→ **Work order**: Say how many lines in the following entries include "that", and add nothing else.
┌──
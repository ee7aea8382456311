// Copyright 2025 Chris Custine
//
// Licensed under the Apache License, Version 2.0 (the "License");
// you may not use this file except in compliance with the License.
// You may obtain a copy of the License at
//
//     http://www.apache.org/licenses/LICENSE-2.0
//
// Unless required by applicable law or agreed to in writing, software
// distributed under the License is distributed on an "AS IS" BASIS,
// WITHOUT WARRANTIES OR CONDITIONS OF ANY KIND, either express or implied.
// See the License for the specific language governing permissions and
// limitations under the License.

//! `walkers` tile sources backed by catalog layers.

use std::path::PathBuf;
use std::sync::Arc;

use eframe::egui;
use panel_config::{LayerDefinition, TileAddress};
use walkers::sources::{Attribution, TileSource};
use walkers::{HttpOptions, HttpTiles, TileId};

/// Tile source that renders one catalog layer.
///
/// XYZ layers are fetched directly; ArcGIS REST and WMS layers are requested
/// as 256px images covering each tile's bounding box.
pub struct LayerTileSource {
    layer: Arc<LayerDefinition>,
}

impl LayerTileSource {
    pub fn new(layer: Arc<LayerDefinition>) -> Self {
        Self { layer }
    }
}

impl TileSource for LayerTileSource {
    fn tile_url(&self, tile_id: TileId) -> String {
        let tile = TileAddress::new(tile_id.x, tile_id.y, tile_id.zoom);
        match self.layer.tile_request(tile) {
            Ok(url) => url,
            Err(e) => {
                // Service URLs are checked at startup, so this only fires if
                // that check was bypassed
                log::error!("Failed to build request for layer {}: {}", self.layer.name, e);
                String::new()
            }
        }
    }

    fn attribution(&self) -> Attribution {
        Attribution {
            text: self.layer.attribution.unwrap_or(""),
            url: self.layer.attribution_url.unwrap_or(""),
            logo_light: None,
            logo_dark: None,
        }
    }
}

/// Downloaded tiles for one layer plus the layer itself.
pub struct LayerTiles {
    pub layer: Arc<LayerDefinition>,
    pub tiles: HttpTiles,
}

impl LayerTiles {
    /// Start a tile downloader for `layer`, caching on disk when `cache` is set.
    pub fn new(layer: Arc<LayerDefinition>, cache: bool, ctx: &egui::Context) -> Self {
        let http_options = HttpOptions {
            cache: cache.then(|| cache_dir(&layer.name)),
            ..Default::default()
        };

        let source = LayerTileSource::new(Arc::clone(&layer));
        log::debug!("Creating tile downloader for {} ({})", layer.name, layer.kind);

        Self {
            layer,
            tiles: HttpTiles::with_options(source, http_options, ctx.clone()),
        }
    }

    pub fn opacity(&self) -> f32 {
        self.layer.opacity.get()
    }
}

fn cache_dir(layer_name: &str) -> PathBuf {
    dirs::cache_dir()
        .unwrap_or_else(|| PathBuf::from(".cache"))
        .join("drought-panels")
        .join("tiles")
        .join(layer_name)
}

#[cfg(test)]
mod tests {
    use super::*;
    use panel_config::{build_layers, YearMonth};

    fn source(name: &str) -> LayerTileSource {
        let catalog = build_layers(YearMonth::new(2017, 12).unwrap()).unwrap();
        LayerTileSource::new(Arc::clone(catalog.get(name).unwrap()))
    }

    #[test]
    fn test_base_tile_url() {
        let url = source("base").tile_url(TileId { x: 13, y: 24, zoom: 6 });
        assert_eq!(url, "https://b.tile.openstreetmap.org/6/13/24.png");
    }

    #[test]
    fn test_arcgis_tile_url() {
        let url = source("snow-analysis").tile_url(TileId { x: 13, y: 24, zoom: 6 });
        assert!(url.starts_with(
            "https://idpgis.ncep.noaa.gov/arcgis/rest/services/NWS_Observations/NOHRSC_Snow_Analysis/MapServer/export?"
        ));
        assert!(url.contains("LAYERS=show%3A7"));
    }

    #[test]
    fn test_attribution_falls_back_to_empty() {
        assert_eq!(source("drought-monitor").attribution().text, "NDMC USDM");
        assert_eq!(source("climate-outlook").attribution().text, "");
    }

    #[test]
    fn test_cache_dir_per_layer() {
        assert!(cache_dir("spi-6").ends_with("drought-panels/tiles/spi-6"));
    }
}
└──
┌──
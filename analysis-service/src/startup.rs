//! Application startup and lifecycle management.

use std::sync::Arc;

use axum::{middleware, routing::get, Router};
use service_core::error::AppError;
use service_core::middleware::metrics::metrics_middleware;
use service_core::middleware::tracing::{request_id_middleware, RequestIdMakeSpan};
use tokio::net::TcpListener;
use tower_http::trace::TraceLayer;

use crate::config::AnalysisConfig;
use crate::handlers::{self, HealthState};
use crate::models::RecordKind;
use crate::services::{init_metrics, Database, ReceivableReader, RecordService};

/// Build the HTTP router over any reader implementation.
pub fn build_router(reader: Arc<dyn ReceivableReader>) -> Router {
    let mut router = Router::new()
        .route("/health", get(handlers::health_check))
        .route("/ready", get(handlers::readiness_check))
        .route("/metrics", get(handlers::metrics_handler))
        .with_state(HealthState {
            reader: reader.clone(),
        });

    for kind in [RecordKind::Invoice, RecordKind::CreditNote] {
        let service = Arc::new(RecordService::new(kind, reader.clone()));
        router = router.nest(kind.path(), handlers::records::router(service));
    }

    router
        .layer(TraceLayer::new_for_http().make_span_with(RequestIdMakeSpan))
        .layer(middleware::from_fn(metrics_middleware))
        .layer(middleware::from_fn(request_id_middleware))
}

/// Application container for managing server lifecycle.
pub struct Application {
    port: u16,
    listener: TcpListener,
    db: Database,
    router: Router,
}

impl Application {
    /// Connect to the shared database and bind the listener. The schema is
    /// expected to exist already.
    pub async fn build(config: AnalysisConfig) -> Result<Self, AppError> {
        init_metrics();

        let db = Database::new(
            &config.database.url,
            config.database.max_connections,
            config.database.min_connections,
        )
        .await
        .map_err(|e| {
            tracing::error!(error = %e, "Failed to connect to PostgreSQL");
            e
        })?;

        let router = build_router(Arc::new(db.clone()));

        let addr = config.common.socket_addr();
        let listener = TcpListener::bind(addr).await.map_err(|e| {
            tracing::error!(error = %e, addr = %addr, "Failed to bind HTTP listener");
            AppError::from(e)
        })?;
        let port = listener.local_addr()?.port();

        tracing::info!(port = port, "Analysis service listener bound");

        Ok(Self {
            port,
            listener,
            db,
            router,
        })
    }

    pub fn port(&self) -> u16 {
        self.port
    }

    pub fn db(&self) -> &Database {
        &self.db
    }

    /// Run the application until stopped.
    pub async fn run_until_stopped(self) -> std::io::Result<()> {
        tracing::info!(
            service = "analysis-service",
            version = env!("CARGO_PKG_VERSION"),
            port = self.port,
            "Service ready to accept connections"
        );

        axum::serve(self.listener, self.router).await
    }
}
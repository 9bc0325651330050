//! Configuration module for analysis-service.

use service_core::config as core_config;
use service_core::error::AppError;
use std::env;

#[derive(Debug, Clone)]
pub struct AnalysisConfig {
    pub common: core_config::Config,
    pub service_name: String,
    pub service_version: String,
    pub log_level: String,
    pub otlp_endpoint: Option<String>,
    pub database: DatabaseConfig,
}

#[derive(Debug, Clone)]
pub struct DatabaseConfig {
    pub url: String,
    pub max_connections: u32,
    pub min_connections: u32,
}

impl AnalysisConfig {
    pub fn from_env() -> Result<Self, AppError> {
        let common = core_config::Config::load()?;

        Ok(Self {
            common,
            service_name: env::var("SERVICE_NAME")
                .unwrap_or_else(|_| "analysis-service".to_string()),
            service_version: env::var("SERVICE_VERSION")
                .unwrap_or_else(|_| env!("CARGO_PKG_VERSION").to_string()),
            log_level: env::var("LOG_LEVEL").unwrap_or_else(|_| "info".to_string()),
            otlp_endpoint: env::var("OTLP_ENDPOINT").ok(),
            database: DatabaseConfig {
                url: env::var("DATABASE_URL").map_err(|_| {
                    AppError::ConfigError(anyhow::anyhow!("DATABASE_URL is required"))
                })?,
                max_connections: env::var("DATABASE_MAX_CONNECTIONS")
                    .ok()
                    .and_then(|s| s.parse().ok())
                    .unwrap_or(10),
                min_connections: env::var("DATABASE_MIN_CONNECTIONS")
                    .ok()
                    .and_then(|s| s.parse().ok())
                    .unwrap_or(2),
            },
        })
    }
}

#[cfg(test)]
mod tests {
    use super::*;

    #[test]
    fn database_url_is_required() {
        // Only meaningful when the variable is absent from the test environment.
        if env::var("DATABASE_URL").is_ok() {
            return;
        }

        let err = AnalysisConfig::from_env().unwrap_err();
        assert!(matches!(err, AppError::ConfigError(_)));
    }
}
└──
→ **Reply to the task**: 2